───── Data excerpts

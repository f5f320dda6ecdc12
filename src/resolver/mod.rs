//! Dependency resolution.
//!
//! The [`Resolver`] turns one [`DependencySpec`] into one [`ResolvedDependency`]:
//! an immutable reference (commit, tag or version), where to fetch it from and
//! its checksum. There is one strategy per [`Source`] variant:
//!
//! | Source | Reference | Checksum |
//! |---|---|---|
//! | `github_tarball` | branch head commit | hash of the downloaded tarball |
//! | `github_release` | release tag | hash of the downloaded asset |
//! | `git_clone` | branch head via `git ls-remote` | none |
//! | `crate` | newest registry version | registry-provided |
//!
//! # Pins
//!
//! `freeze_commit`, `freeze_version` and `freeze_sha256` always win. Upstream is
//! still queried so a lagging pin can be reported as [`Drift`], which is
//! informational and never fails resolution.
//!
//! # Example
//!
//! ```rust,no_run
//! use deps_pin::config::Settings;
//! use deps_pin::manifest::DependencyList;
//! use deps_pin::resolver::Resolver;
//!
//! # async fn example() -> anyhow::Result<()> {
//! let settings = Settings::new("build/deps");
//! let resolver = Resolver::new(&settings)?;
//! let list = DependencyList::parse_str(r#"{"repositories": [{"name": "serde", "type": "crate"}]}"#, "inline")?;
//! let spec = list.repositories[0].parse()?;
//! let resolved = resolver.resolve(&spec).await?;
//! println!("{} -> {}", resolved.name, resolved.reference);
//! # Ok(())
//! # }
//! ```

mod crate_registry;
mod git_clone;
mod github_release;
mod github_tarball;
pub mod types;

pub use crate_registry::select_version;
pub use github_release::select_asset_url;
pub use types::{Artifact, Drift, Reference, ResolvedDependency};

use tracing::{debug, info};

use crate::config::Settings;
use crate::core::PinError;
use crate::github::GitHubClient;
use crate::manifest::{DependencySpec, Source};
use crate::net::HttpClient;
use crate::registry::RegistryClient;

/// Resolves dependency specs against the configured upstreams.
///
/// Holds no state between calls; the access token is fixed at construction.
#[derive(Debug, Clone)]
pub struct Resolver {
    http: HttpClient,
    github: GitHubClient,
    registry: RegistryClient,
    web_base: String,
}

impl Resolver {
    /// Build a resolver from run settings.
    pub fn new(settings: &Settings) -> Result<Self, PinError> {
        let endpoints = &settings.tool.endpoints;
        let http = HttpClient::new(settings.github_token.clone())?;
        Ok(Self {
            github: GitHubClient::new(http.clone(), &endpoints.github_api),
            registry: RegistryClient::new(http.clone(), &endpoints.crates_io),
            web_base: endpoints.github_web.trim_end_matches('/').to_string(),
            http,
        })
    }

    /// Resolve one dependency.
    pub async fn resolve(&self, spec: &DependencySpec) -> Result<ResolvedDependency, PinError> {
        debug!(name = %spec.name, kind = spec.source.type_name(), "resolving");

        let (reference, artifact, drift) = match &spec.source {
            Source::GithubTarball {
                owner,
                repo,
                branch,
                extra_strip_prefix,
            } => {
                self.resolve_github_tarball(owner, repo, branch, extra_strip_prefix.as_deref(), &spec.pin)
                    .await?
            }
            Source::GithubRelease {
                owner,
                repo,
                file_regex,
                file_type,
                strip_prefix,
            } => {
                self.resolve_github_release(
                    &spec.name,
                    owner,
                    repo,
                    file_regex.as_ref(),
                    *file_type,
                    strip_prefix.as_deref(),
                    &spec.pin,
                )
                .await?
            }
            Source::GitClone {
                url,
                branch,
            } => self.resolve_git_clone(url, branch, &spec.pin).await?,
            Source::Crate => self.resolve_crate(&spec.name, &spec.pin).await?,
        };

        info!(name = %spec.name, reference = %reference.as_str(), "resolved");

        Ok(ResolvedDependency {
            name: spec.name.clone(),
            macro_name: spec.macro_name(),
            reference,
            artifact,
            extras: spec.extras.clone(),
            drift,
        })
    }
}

──────────
───── Data excerpts

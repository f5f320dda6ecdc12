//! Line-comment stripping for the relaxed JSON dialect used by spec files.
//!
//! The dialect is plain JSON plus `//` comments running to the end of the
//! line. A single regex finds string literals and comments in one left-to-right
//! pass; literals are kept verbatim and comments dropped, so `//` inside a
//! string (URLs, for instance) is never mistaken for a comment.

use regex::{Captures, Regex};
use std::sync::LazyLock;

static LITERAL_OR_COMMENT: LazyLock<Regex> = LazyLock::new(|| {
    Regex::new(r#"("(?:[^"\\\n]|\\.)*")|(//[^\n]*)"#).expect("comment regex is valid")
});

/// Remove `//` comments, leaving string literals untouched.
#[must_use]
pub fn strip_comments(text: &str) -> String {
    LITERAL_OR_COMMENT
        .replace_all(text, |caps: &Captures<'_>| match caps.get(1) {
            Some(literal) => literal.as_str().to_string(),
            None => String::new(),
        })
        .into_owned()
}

──────────

◆ Work order ◆
What you return should be exactly the lines above, starting at the one with "pub fn new(settings: &Settings)" and ending at the one with "Resolve one dependency.", and nothing else.

◆ Exercise result ◆
    pub fn new(settings: &Settings) -> Result<Self, PinError> {
        let endpoints = &settings.tool.endpoints;
        let http = HttpClient::new(settings.github_token.clone())?;
        Ok(Self {
            github: GitHubClient::new(http.clone(), &endpoints.github_api),
            registry: RegistryClient::new(http.clone(), &endpoints.crates_io),
            web_base: endpoints.github_web.trim_end_matches('/').to_string(),
            http,
        })
    }

    /// Resolve one dependency.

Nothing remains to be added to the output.